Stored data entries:
<<<<

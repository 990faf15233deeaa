//! Aggregates envelopes into uniquely identified metrics with expiration.

use crate::envelope::Envelope;
use crate::gatherer::{GatherError, Gatherer};
use crate::metrics::stats::{ENVELOPES_WRITTEN, EXPIRED_METRICS, EXPIRED_SOURCES};
use crate::metrics::{merge_families, DebugRegistry, Metric, MetricFamily};

use async_trait::async_trait;
use parking_lot::RwLock;
use std::collections::HashMap;
use std::sync::Arc;
use std::time::{Duration, Instant};
use thiserror::Error;
use tokio::sync::watch;
use tracing::{debug, info};

mod bucket;
mod convert;

use bucket::SourceIdBucket;
use convert::Converter;

const HELP: &str = "Metrics Agent collected metric";

#[derive(Error, Debug, PartialEq)]
pub enum CollectorError {
    #[error("invalid metric name: {0:?}")]
    InvalidName(String),
    #[error("metric {name}: invalid label name {label:?}")]
    InvalidLabel { name: String, label: String },
    #[error("duplicate label name: {0}")]
    DuplicateLabel(String),
}

/// Number of live source buckets and metrics.
#[derive(Clone, Copy, Debug, Default, PartialEq, Eq)]
pub struct CollectorStats {
    pub sources: usize,
    pub metrics: usize,
}

/// Converts envelopes to metrics, grouped into one bucket per source id.
///
/// Writes and expiration sweeps hold the write lock on the bucket map,
/// collection holds the read lock. A bucket that has not been written to
/// within the ttl is removed by the sweep, as is any individual metric that
/// has not been written to within the ttl.
pub struct EnvelopeCollector {
    buckets: RwLock<HashMap<String, SourceIdBucket>>,
    default_tags: HashMap<String, String>,
    ttl: Duration,
    expiration_interval: Duration,
    registry: Arc<DebugRegistry>,
}

impl EnvelopeCollector {
    pub fn new(registry: Arc<DebugRegistry>) -> Self {
        Self {
            buckets: RwLock::new(HashMap::new()),
            default_tags: HashMap::new(),
            ttl: Duration::from_secs(600),
            expiration_interval: Duration::from_secs(60),
            registry,
        }
    }

    /// Tags added to every metric unless the envelope carries the key.
    pub fn with_default_tags(mut self, tags: HashMap<String, String>) -> Self {
        self.default_tags = tags;
        self
    }

    pub fn with_expiration(mut self, ttl: Duration, interval: Duration) -> Self {
        self.ttl = ttl;
        self.expiration_interval = interval;
        self
    }

    pub fn write(&self, envelope: &Envelope) -> Result<(), CollectorError> {
        self.write_at(envelope, Instant::now())
    }

    fn write_at(&self, envelope: &Envelope, now: Instant) -> Result<(), CollectorError> {
        let converted = Converter {
            default_tags: &self.default_tags,
            registry: &self.registry,
        }
        .convert(envelope)?;

        ENVELOPES_WRITTEN.increment();

        if converted.is_empty() {
            return Ok(());
        }

        let mut buckets = self.buckets.write();
        let bucket = buckets
            .entry(envelope.source_id.clone())
            .or_insert_with(|| SourceIdBucket::new(now));

        for metric in converted {
            bucket.add(metric, now);
        }

        Ok(())
    }

    /// A snapshot of every live metric, grouped into families.
    pub fn collect(&self) -> Vec<MetricFamily> {
        let buckets = self.buckets.read();

        let families: Vec<MetricFamily> = buckets
            .values()
            .flat_map(|bucket| bucket.metrics.values())
            .map(|metric| {
                MetricFamily::new(
                    metric.name.clone(),
                    Some(HELP.to_string()),
                    Metric {
                        labels: metric.labels.clone(),
                        value: metric.value(),
                    },
                )
            })
            .collect();

        drop(buckets);

        merge_families(families)
    }

    /// Removes expired buckets, then expired metrics from the remaining
    /// buckets. Returns the number of metrics removed.
    pub fn expire(&self, now: Instant) -> usize {
        let ttl = self.ttl;
        let mut buckets = self.buckets.write();
        let mut removed = 0;
        let mut sources = 0;

        buckets.retain(|source_id, bucket| {
            if bucket.is_expired(now, ttl) {
                debug!("expiring source id: {source_id}");
                removed += bucket.metrics.len();
                sources += 1;
                return false;
            }

            removed += bucket.expire(now, ttl);
            true
        });

        EXPIRED_METRICS.add(removed as u64);
        EXPIRED_SOURCES.add(sources as u64);

        removed
    }

    pub fn stats(&self) -> CollectorStats {
        let buckets = self.buckets.read();

        CollectorStats {
            sources: buckets.len(),
            metrics: buckets.values().map(|b| b.metrics.len()).sum(),
        }
    }

    /// Sweeps expired metrics every expiration interval until shutdown is
    /// signaled.
    pub async fn expire_periodically(self: Arc<Self>, mut shutdown: watch::Receiver<bool>) {
        let mut interval = tokio::time::interval(self.expiration_interval);

        // the first tick completes immediately
        interval.tick().await;

        loop {
            tokio::select! {
                _ = interval.tick() => {
                    let removed = self.expire(Instant::now());
                    if removed > 0 {
                        debug!("expired {removed} metrics");
                    }
                }
                _ = shutdown.changed() => {
                    info!("stopping metric expiration");
                    return;
                }
            }
        }
    }
}

#[async_trait]
impl Gatherer for EnvelopeCollector {
    async fn gather(&self) -> Result<Vec<MetricFamily>, GatherError> {
        Ok(self.collect())
    }
}
use serde::Deserialize;

use std::collections::HashMap;
use std::net::{SocketAddr, ToSocketAddrs};
use std::path::Path;
use std::time::Duration;

mod debug;
mod exporter;
mod general;
mod ingress;
mod log;
mod scrape;

pub use debug::DebugServer;
pub use exporter::Exporter;
pub use general::General;
pub use ingress::Ingress;
pub use log::Log;
pub use scrape::{Scrape, ScrapeTarget};

fn enabled() -> bool {
    true
}

fn listen() -> String {
    "0.0.0.0:14726".into()
}

fn debug_listen() -> String {
    "127.0.0.1:14727".into()
}

fn ttl() -> String {
    "10m".into()
}

fn expiration_interval() -> String {
    "1m".into()
}

/// Parses a humantime string, naming the offending setting on failure.
fn parse_duration(setting: &str, value: &str) -> Result<Duration, String> {
    value
        .parse::<humantime::Duration>()
        .map(Into::into)
        .map_err(|e| format!("{setting} couldn't be parsed: {e}"))
}

/// Resolves a `host:port` string to its first socket address.
fn resolve(setting: &str, value: &str) -> Result<SocketAddr, String> {
    value
        .to_socket_addrs()
        .map_err(|e| format!("bad {setting} address: {e}"))?
        .next()
        .ok_or_else(|| format!("could not resolve {setting} socket addr"))
}

#[derive(Deserialize, Default)]
#[serde(deny_unknown_fields)]
pub struct Config {
    #[serde(default)]
    general: General,
    #[serde(default)]
    log: Log,
    #[serde(default)]
    exporter: Exporter,
    #[serde(default)]
    ingress: Ingress,
    #[serde(default)]
    scrape: Scrape,
    #[serde(default)]
    debug: DebugServer,
}

impl Config {
    pub fn load(path: &dyn AsRef<Path>) -> Result<Self, String> {
        let content = std::fs::read_to_string(path)
            .map_err(|e| format!("unable to open config file: {e}"))?;

        Self::parse(&content)
    }

    pub fn parse(content: &str) -> Result<Self, String> {
        let config: Config =
            toml::from_str(content).map_err(|e| format!("failed to parse config file: {e}"))?;

        config.general.check()?;
        config.exporter.check()?;
        config.ingress.check()?;
        config.scrape.check()?;
        config.debug.check()?;

        Ok(config)
    }

    pub fn general(&self) -> &General {
        &self.general
    }

    pub fn log(&self) -> &Log {
        &self.log
    }

    pub fn exporter(&self) -> &Exporter {
        &self.exporter
    }

    pub fn ingress(&self) -> &Ingress {
        &self.ingress
    }

    pub fn scrape(&self) -> &Scrape {
        &self.scrape
    }

    pub fn debug(&self) -> &DebugServer {
        &self.debug
    }

    /// Labels applied to everything this agent exposes unless the metric
    /// already carries the key.
    pub fn default_labels(&self) -> HashMap<String, String> {
        self.general.tags().clone()
    }
}

#[cfg(test)]
mod tests {
    use super::*;

    #[test]
    fn empty_config_uses_defaults() {
        let config = Config::parse("").expect("empty config is valid");

        assert_eq!(config.general().listen().port(), 14726);
        assert_eq!(config.exporter().ttl(), Duration::from_secs(600));
        assert_eq!(config.exporter().expiration_interval(), Duration::from_secs(60));
        assert!(config.exporter().whitelisted_timer_tags().is_none());
        assert!(config.ingress().enabled());
        assert_eq!(config.ingress().buffer_size(), 10_000);
        assert!(config.scrape().targets().is_empty());
        assert!(!config.debug().enabled());
    }

    #[test]
    fn full_config() {
        let config = Config::parse(
            r#"
            [general]
            listen = "127.0.0.1:9100"
            instance_id = "vm-0"
            tags = { deployment = "cf", az = "z1" }

            [log]
            level = "debug"

            [exporter]
            ttl = "30s"
            expiration_interval = "5s"
            whitelisted_timer_tags = ["method", "status"]

            [ingress]
            socket_path = "/tmp/agent.sock"
            buffer_size = 16

            [scrape]
            ca_path = "/etc/certs/ca.pem"

            [[scrape.targets]]
            source_id = "router"
            port = 8080

            [[scrape.targets]]
            source_id = "uaa"
            port = 8443
            scheme = "https"
            path = "stats"
            server_name = "uaa.internal"
            headers = { Authorization = "Bearer token" }
            labels = { team = "identity" }

            [debug]
            enabled = true
            "#,
        )
        .expect("config is valid");

        assert_eq!(config.general().listen().port(), 9100);
        assert_eq!(config.general().instance_id(), Some("vm-0"));
        assert_eq!(config.default_labels().get("az").map(String::as_str), Some("z1"));
        assert_eq!(config.log().level(), tracing::Level::DEBUG);
        assert_eq!(config.exporter().ttl(), Duration::from_secs(30));
        assert_eq!(
            config.exporter().whitelisted_timer_tags(),
            Some(&["method".to_string(), "status".to_string()][..])
        );
        assert_eq!(config.ingress().buffer_size(), 16);

        let targets = config.scrape().targets();
        assert_eq!(targets.len(), 2);
        assert_eq!(targets[0].scheme, "http");
        assert_eq!(targets[0].path, "/metrics");
        assert_eq!(targets[1].server_name.as_deref(), Some("uaa.internal"));
        assert_eq!(targets[1].labels.get("team").map(String::as_str), Some("identity"));
        assert!(config.debug().enabled());
    }

    #[test]
    fn bad_duration_is_rejected() {
        let error = Config::parse("[exporter]\nttl = \"forever\"").err().unwrap();
        assert!(error.contains("exporter.ttl"));
    }

    #[test]
    fn duplicate_targets_are_rejected() {
        let error = Config::parse(
            r#"
            [[scrape.targets]]
            source_id = "a"
            port = 1

            [[scrape.targets]]
            source_id = "a"
            port = 2
            "#,
        )
        .err()
        .unwrap();

        assert!(error.contains("duplicate"));
    }

    #[test]
    fn unknown_scheme_is_rejected() {
        let error = Config::parse(
            r#"
            [[scrape.targets]]
            source_id = "a"
            port = 1
            scheme = "ftp"
            "#,
        )
        .err()
        .unwrap();

        assert!(error.contains("scheme"));
    }
}
use super::*;

#[derive(Deserialize)]
#[serde(deny_unknown_fields)]
pub struct Log {
    #[serde(default = "log_level")]
    level: LogLevel,
}

impl Default for Log {
    fn default() -> Self {
        Self { level: log_level() }
    }
}

impl Log {
    pub fn level(&self) -> tracing::Level {
        self.level.into()
    }
}

#[derive(Clone, Copy, Debug, Deserialize)]
#[serde(rename_all = "lowercase")]
enum LogLevel {
    Error,
    Warn,
    Info,
    Debug,
    Trace,
}

impl From<LogLevel> for tracing::Level {
    fn from(level: LogLevel) -> Self {
        match level {
            LogLevel::Error => tracing::Level::ERROR,
            LogLevel::Warn => tracing::Level::WARN,
            LogLevel::Info => tracing::Level::INFO,
            LogLevel::Debug => tracing::Level::DEBUG,
            LogLevel::Trace => tracing::Level::TRACE,
        }
    }
}

fn log_level() -> LogLevel {
    LogLevel::Info
}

>>>>

#### [What is expected]
Copy only the entries from the first line to the line with "pub fn with_default_tags(mut", each exactly as it appears.

#### [Response for this exercise]
repository 990faf15233deeaa
//! Aggregates envelopes into uniquely identified metrics with expiration.

use crate::envelope::Envelope;
use crate::gatherer::{GatherError, Gatherer};
use crate::metrics::stats::{ENVELOPES_WRITTEN, EXPIRED_METRICS, EXPIRED_SOURCES};
use crate::metrics::{merge_families, DebugRegistry, Metric, MetricFamily};

use async_trait::async_trait;
use parking_lot::RwLock;
use std::collections::HashMap;
use std::sync::Arc;
use std::time::{Duration, Instant};
use thiserror::Error;
use tokio::sync::watch;
use tracing::{debug, info};

mod bucket;
mod convert;

use bucket::SourceIdBucket;
use convert::Converter;

const HELP: &str = "Metrics Agent collected metric";

#[derive(Error, Debug, PartialEq)]
pub enum CollectorError {
    #[error("invalid metric name: {0:?}")]
    InvalidName(String),
    #[error("metric {name}: invalid label name {label:?}")]
    InvalidLabel { name: String, label: String },
    #[error("duplicate label name: {0}")]
    DuplicateLabel(String),
}

/// Number of live source buckets and metrics.
#[derive(Clone, Copy, Debug, Default, PartialEq, Eq)]
pub struct CollectorStats {
    pub sources: usize,
    pub metrics: usize,
}

/// Converts envelopes to metrics, grouped into one bucket per source id.
///
/// Writes and expiration sweeps hold the write lock on the bucket map,
/// collection holds the read lock. A bucket that has not been written to
/// within the ttl is removed by the sweep, as is any individual metric that
/// has not been written to within the ttl.
pub struct EnvelopeCollector {
    buckets: RwLock<HashMap<String, SourceIdBucket>>,
    default_tags: HashMap<String, String>,
    ttl: Duration,
    expiration_interval: Duration,
    registry: Arc<DebugRegistry>,
}

impl EnvelopeCollector {
    pub fn new(registry: Arc<DebugRegistry>) -> Self {
        Self {
            buckets: RwLock::new(HashMap::new()),
            default_tags: HashMap::new(),
            ttl: Duration::from_secs(600),
            expiration_interval: Duration::from_secs(60),
            registry,
        }
    }

    /// Tags added to every metric unless the envelope carries the key.
    pub fn with_default_tags(mut self, tags: HashMap<String, String>) -> Self {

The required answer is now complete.